Leanpub: Publish Early, Publish Often

Use Case: MNIST Digit Classification

MNIST Overview

The MNIST database is a famous academic dataset used to benchmark classification performance. The data consists of 60,000 training images and 10,000 test images, each a standardized 28^2 pixel greyscale image of a single handwritten digit. You can download the datasets from the H2O GitHub repository for the H2O Deep Learning documentation. Remember to save these .csv files to your working directory. Following the weather data example, we begin by loading these datasets into R as H2OParsedData objects.
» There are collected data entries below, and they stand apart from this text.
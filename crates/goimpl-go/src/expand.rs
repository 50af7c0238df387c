//! Interface expansion.
//!
//! Flattens an interface and everything it embeds into an ordered list of
//! [`MethodGroup`]s. Embedded interfaces are expanded depth first, in
//! declaration order, before the embedding interface's own methods. The
//! first occurrence of a method name claims it; later occurrences are
//! dropped even when their signatures differ.
//!
//! The set of claimed names is passed in and handed back rather than shared,
//! so an expansion can be started from any prior state and inspected after.

use std::collections::BTreeSet;

use tracing::debug;

use goimpl_syntax::{FuncType, InterfaceType, MethodSpec, Param, TypeExpr};

use crate::error::{StubError, StubResult};
use crate::program::{DeclRef, Program, Scope};
use crate::resolve::{dot_imports, resolve_name, resolve_qualifier, NameResolution};

static EMPTY: InterfaceType = InterfaceType { elems: Vec::new() };

/// Method names already claimed by an earlier point of the traversal.
pub type Claimed = BTreeSet<String>;

/// Methods contributed by one interface declaration.
#[derive(Debug, Clone)]
pub struct MethodGroup<'p> {
    /// `importpath.Name` of the declaring interface.
    pub interface: String,
    /// Where the methods' signatures were written.
    pub scope: Scope<'p>,
    pub methods: Vec<MethodSpec>,
}

/// Expand the interface `decl` declares.
///
/// Returns the groups in discovery order together with the claimed set
/// extended by every name discovered.
pub fn expand<'p>(
    program: &'p Program,
    decl: DeclRef<'p>,
    claimed: Claimed,
) -> StubResult<(Vec<MethodGroup<'p>>, Claimed)> {
    let mut stack = Vec::new();
    expand_decl(program, decl, claimed, &mut stack)
}

/// Follow named types from `decl` to the interface literal that defines it.
pub fn interface_of<'p>(
    program: &'p Program,
    decl: DeclRef<'p>,
) -> StubResult<(DeclRef<'p>, &'p InterfaceType)> {
    let mut current = decl;
    // Named types chain through at most one hop per declaration; the bound
    // only stops `type A B; type B A`.
    for _ in 0..32 {
        if !current.spec.type_params.is_empty() {
            return Err(generic_interface(decl));
        }
        let scope = current.scope();
        match current.spec.ty.unparen() {
            TypeExpr::Interface(iface) => return Ok((current, iface)),
            TypeExpr::Name(name) => match resolve_name(program, scope, name) {
                NameResolution::Declared(next) => current = next,
                NameResolution::Universe if name == "any" => return Ok((current, &EMPTY)),
                NameResolution::Universe if name == "error" => {
                    return Err(StubError::InvalidInterface {
                        name: decl.qualified_name(),
                        reason: "defined from predeclared error".to_string(),
                    })
                }
                NameResolution::Universe => {
                    return Err(StubError::NotAnInterface {
                        name: decl.qualified_name(),
                    })
                }
                NameResolution::Unresolved => return Err(unresolved_name(scope, name)),
            },
            TypeExpr::Qualified { package, name } => {
                current = resolve_embedded_qualified(program, scope, package, name)?;
            }
            TypeExpr::Generic { .. } => return Err(generic_interface(decl)),
            _ => {
                return Err(StubError::NotAnInterface {
                    name: decl.qualified_name(),
                })
            }
        }
    }
    Err(StubError::InvalidInterface {
        name: decl.qualified_name(),
        reason: "type definition cycle".to_string(),
    })
}

fn expand_decl<'p>(
    program: &'p Program,
    decl: DeclRef<'p>,
    claimed: Claimed,
    stack: &mut Vec<String>,
) -> StubResult<(Vec<MethodGroup<'p>>, Claimed)> {
    let (target, iface) = interface_of(program, decl)?;
    let name = target.qualified_name();
    if stack.contains(&name) {
        let root = stack.first().cloned().unwrap_or_else(|| name.clone());
        return Err(StubError::InvalidInterface {
            name: root,
            reason: format!("embedding cycle through {}", name),
        });
    }

    stack.push(name.clone());
    let result = expand_literal(program, target.scope(), &name, iface, claimed, stack);
    stack.pop();
    result
}

fn expand_literal<'p>(
    program: &'p Program,
    scope: Scope<'p>,
    interface: &str,
    iface: &'p InterfaceType,
    claimed: Claimed,
    stack: &mut Vec<String>,
) -> StubResult<(Vec<MethodGroup<'p>>, Claimed)> {
    let mut groups = Vec::new();
    let mut claimed = claimed;

    for embed in iface.embeds() {
        let (embedded, next) = match embed.unparen() {
            TypeExpr::Name(name) => match resolve_name(program, scope, name) {
                NameResolution::Declared(decl) => expand_embedded(program, decl, claimed, stack)?,
                NameResolution::Universe if name == "error" => {
                    let method = error_method();
                    claim_group(interface, scope, std::iter::once(method), claimed)
                }
                NameResolution::Universe => (Vec::new(), claimed),
                NameResolution::Unresolved => return Err(unresolved_name(scope, name)),
            },
            TypeExpr::Qualified { package, name } => {
                let decl = resolve_embedded_qualified(program, scope, package, name)?;
                expand_embedded(program, decl, claimed, stack)?
            }
            TypeExpr::Interface(inner) => {
                expand_literal(program, scope, interface, inner, claimed, stack)?
            }
            TypeExpr::Generic { .. } => {
                return Err(StubError::InvalidInterface {
                    name: interface.to_string(),
                    reason: "generic interfaces are not supported".to_string(),
                })
            }
            // Union and approximation terms constrain the type set only.
            _ => (Vec::new(), claimed),
        };
        groups.extend(embedded);
        claimed = next;
    }

    let (own, claimed) = claim_group(interface, scope, iface.methods().cloned(), claimed);
    groups.extend(own);
    Ok((groups, claimed))
}

/// Expand an embedded declaration. Non-interface types contribute nothing.
fn expand_embedded<'p>(
    program: &'p Program,
    decl: DeclRef<'p>,
    claimed: Claimed,
    stack: &mut Vec<String>,
) -> StubResult<(Vec<MethodGroup<'p>>, Claimed)> {
    match expand_decl(program, decl, claimed.clone(), stack) {
        Err(StubError::NotAnInterface { name }) => {
            debug!("embedded {} is not an interface; no methods", name);
            Ok((Vec::new(), claimed))
        }
        other => other,
    }
}

/// Claim each unclaimed method into one group for `interface`.
fn claim_group<'p>(
    interface: &str,
    scope: Scope<'p>,
    methods: impl Iterator<Item = MethodSpec>,
    claimed: Claimed,
) -> (Vec<MethodGroup<'p>>, Claimed) {
    let mut claimed = claimed;
    let mut kept = Vec::new();
    for method in methods {
        if claimed.insert(method.name.clone()) {
            kept.push(method);
        } else {
            debug!("{}.{} already claimed", interface, method.name);
        }
    }
    if kept.is_empty() {
        return (Vec::new(), claimed);
    }
    let group = MethodGroup {
        interface: interface.to_string(),
        scope,
        methods: kept,
    };
    (vec![group], claimed)
}

fn resolve_embedded_qualified<'p>(
    program: &'p Program,
    scope: Scope<'p>,
    qualifier: &str,
    name: &str,
) -> StubResult<DeclRef<'p>> {
    let Some(path) = resolve_qualifier(program, scope.file, qualifier) else {
        return Err(StubError::UnresolvedQualifier {
            qualifier: qualifier.to_string(),
            file: scope.file.path.clone(),
        });
    };
    let Some(package) = program.package(path) else {
        return Err(StubError::DependencyMissing {
            package: path.to_string(),
            interface: format!("{}.{}", qualifier, name),
        });
    };
    package
        .lookup(name)
        .ok_or_else(|| StubError::DeclarationNotFound {
            package: path.to_string(),
            name: name.to_string(),
        })
}

/// A bare name nothing declares: either it lives in a dot-imported package
/// that was not loaded, or it does not exist.
fn unresolved_name(scope: Scope<'_>, name: &str) -> StubError {
    match dot_imports(scope.file).next() {
        Some(path) => StubError::DependencyMissing {
            package: path.to_string(),
            interface: name.to_string(),
        },
        None => StubError::DeclarationNotFound {
            package: scope.package.path.clone(),
            name: name.to_string(),
        },
    }
}

fn generic_interface(decl: DeclRef<'_>) -> StubError {
    StubError::InvalidInterface {
        name: decl.qualified_name(),
        reason: "generic interfaces are not supported".to_string(),
    }
}

/// `Error() string`, the method of the predeclared `error` interface.
fn error_method() -> MethodSpec {
    MethodSpec {
        name: "Error".to_string(),
        sig: FuncType {
            params: Vec::new(),
            results: vec![Param::unnamed(TypeExpr::Name("string".to_string()))],
        },
    }
}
1 train_images.hex = h2o.uploadFile(h2o_server, path = "mnist_train.csv", header =\
2  FALSE, sep = ",", key = "train_images.hex")
3 test_images.hex = h2o.uploadFile(h2o_server, path = "mnist_test.csv", header = F\
4 ALSE, sep = ",", key = "test_images.hex")

Performing a Trial Run

The trial run below is illustrative of the relative simplicity that underlies most H2O Deep Learning model parameter configurations, thanks to the defaults. We use the first 28^2 = 784 values of each row to represent the full image, and the final value to denote the digit class. As mentioned before, Rectified linear activation is popular with image processing and has performed well on the MNIST database previously; and dropout has been known to enhance performance on this dataset as well – so we train our model accordingly.

1 #Train the model for digit classification
2 mnist_model = h2o.deeplearning(x = 1:784, y = 785, data = train_images.hex, acti\
3 vation = "RectifierWithDropout", hidden = c(200,200,200), input_dropout_ratio = \
4 0.2, l1 = 1e-5, validation = test_images.hex, epochs = 10)

The model is run for only 10 epochs since it is meant just as a trial run. In this trial run we also specified the validation set to be the test set, but another option is to use n-fold validation by specifying, for example, nfolds=5 instead of validation=test_images.

Extracting and Handling the Results

We can extract the parameters of our model, examine the scoring process, and make predictions on new data.

1 #View the specified parameters of your deep learning model
2 mnist_model@model$params
3 
4 #Examine the performance of the trained model
5 mnist_model

The latter command returns the trained model’s training and validation error. The training error value is based on the parameter score_training_samples, which specifies the number of randomly sampled training points to be used for scoring; the default uses 10,000 points. The validation error is based on the parameter score_validation_samples, which controls the same value on the validation set and is set by default to be the entire validation set. In general choosing more sampled points leads to a better idea of the model’s performance on your dataset; setting either of these parameters to 0 automatically uses the entire corresponding dataset for scoring. Either way, however, you can control the minimum and maximum time spent on scoring with the score_interval and score_duty_cycle parameters.

These scoring parameters also affect the final model when the parameter override_with_best_model is turned on. This override sets the final model after training to be the model which achieved the lowest validation error during training, based on the sampled points used for scoring. Since the validation set is automatically set to be the training data if no other dataset is specified, either the score_training_samples or score_validation_samples parameter will control the error computation during training and, in turn, the chosen best model.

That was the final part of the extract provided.